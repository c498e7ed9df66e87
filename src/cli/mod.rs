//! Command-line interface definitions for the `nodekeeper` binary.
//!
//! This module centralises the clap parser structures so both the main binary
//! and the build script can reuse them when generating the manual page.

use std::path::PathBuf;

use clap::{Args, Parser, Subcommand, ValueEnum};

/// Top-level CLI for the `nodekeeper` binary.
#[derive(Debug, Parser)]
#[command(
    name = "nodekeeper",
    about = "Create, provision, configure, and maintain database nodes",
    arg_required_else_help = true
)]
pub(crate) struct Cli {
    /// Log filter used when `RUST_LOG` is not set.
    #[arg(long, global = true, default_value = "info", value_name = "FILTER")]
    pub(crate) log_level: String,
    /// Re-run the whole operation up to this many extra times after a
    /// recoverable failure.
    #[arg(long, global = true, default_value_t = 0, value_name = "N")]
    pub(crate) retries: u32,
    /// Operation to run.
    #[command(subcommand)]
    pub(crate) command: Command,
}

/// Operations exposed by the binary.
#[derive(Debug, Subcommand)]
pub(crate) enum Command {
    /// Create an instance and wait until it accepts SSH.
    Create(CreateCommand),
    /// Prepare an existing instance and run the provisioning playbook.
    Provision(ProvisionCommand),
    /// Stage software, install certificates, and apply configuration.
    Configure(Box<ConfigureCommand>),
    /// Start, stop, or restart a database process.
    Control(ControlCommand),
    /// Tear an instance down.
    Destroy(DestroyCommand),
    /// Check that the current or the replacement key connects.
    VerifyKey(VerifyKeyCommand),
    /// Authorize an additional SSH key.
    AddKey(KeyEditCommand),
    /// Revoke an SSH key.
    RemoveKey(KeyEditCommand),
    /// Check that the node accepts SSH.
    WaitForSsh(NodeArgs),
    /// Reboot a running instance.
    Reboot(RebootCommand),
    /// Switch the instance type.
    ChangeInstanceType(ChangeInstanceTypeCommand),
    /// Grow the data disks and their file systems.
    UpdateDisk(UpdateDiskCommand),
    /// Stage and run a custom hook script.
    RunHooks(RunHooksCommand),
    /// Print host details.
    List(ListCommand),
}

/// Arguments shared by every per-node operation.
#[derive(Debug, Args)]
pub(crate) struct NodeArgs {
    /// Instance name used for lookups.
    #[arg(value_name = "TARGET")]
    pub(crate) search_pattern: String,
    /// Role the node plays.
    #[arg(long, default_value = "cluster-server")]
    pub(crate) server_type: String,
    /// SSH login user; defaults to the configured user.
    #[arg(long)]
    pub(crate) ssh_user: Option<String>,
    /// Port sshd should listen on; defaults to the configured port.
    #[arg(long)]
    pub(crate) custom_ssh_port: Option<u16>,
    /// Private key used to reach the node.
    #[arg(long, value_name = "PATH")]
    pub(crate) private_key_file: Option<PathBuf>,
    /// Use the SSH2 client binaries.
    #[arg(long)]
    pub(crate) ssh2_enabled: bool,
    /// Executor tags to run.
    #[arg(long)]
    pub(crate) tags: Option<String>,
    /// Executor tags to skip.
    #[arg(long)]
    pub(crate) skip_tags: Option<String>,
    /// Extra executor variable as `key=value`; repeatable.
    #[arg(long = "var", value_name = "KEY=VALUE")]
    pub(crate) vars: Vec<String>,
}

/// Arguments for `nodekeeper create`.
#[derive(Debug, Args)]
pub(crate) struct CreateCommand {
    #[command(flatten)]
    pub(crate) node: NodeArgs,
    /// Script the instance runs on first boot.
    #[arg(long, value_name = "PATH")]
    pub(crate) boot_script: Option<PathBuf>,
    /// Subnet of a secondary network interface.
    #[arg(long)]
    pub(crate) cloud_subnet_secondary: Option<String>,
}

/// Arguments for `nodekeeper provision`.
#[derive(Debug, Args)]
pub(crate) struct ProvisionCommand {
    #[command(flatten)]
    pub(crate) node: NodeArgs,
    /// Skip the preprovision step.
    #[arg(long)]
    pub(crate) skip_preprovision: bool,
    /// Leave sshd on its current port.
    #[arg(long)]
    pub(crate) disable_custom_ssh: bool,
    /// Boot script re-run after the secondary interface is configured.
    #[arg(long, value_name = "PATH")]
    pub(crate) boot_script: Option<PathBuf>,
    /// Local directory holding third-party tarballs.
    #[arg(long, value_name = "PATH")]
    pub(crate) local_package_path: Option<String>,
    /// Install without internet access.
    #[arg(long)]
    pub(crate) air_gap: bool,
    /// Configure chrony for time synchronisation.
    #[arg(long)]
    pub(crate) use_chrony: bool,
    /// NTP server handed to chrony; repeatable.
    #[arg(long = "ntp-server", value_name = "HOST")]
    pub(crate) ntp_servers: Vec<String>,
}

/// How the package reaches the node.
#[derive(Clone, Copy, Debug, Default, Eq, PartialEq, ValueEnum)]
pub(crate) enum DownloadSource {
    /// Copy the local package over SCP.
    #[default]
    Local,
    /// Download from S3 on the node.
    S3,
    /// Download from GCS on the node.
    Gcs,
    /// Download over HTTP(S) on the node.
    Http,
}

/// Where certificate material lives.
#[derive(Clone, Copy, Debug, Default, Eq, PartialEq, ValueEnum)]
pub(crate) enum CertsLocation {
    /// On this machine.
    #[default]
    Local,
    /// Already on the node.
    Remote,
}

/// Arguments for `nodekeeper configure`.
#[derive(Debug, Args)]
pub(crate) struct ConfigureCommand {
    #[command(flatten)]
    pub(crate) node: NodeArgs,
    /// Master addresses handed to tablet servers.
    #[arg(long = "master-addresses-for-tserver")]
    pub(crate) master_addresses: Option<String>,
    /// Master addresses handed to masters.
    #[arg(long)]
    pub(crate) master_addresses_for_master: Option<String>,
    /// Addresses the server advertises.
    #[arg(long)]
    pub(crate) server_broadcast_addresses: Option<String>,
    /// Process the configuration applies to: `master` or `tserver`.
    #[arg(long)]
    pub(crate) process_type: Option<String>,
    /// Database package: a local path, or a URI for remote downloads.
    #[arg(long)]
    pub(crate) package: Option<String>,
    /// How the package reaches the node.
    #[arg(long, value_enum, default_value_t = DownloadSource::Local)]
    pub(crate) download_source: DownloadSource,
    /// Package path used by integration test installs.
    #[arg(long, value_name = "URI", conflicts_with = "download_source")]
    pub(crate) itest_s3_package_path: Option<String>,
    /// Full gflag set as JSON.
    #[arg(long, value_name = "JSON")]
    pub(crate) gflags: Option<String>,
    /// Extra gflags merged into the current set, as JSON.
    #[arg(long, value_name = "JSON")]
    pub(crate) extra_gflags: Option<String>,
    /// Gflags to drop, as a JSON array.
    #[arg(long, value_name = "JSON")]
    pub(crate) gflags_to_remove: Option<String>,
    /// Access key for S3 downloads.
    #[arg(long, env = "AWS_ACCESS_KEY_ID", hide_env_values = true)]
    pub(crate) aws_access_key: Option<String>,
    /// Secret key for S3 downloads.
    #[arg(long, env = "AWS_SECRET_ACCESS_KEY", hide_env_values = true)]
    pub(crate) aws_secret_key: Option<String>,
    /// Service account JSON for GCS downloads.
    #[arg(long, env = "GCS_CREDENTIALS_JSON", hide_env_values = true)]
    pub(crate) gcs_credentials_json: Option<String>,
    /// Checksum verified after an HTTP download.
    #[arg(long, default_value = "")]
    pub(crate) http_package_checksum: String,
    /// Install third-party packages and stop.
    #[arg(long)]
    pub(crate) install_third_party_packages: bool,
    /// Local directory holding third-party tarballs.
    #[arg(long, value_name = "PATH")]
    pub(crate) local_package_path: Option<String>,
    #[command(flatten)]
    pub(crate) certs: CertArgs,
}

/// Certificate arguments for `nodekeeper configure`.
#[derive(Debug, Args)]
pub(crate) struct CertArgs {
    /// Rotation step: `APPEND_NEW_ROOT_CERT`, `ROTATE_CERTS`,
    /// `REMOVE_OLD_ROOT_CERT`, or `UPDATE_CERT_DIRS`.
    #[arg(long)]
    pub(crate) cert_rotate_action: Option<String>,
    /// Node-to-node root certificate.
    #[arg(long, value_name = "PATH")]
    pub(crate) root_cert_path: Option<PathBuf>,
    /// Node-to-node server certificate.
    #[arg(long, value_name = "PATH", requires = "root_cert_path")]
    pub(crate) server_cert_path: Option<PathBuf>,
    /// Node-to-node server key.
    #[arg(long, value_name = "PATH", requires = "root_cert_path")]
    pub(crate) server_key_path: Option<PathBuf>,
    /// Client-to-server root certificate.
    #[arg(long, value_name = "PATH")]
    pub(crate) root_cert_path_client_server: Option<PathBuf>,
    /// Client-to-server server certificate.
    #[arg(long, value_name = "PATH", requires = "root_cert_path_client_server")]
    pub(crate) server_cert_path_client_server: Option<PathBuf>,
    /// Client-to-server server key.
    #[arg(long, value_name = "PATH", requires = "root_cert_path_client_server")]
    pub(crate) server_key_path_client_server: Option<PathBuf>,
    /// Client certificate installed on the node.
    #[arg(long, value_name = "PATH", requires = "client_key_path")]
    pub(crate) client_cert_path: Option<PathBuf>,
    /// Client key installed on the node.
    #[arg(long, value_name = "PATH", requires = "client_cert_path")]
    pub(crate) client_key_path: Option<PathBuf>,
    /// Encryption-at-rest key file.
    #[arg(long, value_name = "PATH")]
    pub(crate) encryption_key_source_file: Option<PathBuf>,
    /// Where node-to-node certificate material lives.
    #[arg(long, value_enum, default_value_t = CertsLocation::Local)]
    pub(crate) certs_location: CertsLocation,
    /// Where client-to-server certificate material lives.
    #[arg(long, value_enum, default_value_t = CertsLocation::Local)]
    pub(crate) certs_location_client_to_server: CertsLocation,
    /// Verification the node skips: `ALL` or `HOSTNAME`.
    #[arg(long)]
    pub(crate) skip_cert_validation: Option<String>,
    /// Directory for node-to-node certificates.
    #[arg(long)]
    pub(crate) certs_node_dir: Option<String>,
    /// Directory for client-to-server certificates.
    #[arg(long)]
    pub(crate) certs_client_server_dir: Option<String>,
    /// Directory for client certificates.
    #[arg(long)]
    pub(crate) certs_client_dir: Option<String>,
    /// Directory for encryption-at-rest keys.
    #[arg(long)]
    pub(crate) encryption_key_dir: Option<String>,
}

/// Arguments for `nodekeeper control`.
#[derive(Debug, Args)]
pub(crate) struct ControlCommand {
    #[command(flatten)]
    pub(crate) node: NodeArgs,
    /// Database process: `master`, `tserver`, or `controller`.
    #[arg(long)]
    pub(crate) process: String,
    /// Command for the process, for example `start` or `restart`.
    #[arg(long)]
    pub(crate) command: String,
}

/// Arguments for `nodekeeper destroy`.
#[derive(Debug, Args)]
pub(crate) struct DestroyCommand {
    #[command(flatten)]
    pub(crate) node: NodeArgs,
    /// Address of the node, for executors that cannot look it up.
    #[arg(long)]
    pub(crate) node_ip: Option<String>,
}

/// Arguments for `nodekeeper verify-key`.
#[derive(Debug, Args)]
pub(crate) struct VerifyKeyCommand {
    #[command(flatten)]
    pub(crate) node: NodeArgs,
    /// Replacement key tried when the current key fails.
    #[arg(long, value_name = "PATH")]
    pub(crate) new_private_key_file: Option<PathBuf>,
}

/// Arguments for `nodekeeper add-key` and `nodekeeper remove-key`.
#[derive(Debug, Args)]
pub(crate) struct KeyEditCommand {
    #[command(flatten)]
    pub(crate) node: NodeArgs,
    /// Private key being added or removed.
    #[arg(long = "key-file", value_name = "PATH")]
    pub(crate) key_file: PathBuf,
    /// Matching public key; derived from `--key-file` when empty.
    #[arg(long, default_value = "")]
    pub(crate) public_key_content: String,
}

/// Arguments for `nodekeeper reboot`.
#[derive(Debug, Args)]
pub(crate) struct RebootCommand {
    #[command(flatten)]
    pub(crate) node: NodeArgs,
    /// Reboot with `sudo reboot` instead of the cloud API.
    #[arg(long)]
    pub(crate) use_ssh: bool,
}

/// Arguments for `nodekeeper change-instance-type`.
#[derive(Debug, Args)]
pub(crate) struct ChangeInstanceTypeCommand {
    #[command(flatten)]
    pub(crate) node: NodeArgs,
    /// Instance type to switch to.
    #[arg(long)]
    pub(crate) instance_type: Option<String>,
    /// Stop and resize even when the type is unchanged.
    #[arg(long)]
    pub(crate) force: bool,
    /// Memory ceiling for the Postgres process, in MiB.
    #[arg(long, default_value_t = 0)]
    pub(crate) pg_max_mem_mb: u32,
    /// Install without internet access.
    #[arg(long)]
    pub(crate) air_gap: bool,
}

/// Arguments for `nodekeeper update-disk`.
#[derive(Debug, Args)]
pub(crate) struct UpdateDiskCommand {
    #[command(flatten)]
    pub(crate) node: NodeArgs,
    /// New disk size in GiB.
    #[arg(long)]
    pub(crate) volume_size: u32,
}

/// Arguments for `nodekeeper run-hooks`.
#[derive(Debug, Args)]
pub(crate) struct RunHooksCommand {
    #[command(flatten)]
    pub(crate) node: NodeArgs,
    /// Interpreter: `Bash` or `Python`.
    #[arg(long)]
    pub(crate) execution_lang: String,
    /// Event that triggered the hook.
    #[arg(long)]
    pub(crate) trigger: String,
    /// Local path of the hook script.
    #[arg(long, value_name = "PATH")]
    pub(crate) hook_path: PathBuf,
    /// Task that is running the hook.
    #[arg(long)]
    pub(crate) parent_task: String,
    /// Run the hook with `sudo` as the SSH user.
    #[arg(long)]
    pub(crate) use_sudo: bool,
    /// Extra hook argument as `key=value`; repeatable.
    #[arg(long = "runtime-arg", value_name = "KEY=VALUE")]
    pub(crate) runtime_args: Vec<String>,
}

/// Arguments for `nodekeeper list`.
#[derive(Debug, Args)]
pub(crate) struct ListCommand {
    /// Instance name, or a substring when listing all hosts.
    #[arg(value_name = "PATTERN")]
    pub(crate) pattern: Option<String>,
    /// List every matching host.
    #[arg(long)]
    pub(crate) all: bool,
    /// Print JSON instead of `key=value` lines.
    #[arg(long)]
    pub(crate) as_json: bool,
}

...

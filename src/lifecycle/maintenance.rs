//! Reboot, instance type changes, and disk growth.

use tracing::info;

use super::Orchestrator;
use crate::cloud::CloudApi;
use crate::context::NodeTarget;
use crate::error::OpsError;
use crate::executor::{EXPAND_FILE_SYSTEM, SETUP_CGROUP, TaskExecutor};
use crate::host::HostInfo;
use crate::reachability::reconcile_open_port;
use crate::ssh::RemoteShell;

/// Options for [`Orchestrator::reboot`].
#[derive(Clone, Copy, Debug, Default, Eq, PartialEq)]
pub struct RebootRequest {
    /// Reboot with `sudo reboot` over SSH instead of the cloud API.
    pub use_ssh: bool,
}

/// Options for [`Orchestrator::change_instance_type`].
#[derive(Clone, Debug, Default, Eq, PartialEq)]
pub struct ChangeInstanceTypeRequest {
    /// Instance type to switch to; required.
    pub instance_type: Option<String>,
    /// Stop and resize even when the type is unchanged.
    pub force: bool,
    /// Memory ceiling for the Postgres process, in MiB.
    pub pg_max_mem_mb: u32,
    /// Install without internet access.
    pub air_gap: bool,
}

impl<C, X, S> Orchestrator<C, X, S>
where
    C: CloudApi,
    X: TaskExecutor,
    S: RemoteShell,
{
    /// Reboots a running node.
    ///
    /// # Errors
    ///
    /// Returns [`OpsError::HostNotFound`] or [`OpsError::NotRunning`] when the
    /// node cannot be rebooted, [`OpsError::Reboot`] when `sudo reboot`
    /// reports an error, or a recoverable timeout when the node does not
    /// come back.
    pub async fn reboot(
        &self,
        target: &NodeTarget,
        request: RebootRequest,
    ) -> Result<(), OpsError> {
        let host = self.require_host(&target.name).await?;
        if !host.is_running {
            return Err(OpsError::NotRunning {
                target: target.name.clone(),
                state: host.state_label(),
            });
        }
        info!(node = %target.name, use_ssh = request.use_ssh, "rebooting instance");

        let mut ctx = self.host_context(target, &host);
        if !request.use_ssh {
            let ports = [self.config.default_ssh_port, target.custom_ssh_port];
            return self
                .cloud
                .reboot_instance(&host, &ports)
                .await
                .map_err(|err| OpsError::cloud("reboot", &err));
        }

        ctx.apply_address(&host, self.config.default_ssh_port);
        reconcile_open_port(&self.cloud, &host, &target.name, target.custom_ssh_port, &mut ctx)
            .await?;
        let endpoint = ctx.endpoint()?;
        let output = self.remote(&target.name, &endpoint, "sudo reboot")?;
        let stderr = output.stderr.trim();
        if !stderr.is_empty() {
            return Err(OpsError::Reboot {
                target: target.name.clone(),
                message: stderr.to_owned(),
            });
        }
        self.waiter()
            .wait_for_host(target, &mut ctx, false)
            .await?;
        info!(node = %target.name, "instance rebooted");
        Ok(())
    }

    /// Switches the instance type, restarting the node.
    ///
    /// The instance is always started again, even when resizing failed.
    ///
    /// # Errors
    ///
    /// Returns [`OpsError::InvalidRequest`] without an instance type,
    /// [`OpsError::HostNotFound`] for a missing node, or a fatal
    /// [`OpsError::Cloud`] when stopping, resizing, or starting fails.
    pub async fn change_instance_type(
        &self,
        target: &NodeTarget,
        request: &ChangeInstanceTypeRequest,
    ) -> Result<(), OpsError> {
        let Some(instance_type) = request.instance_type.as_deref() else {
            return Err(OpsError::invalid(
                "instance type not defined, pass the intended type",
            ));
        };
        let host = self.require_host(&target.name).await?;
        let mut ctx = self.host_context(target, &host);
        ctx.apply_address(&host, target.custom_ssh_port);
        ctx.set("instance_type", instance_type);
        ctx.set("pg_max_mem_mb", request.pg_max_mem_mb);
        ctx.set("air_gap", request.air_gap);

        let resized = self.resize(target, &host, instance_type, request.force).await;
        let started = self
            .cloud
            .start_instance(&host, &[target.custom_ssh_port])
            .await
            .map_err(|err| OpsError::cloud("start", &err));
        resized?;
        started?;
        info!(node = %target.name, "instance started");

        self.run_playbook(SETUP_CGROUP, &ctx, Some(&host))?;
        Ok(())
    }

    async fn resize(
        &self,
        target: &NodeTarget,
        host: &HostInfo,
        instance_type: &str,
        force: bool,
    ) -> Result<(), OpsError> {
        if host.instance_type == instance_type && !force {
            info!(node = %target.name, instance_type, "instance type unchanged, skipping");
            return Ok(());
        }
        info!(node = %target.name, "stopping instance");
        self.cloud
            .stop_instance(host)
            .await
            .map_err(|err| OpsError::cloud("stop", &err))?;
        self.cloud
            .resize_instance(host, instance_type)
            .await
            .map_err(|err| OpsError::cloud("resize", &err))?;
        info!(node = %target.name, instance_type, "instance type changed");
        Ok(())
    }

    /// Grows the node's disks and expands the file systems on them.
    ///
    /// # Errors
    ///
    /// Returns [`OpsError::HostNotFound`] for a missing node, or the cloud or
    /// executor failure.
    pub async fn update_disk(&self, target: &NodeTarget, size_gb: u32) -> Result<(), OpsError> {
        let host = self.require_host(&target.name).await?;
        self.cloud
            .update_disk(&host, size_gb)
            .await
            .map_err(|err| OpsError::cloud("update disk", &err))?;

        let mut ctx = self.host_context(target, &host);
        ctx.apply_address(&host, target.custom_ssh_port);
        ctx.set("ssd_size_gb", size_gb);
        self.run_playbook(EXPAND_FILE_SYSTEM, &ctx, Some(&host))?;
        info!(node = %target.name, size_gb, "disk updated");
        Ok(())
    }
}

--

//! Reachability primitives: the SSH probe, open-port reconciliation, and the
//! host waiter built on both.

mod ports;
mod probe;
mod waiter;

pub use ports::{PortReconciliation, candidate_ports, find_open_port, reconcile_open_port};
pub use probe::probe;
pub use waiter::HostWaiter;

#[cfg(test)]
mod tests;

- _Your instructions_
Check the listing above for lines containing the string "endpoint", and copy each one.

- _Output for this task_
        let endpoint = ctx.endpoint()?;
        let output = self.remote(&target.name, &endpoint, "sudo reboot")?;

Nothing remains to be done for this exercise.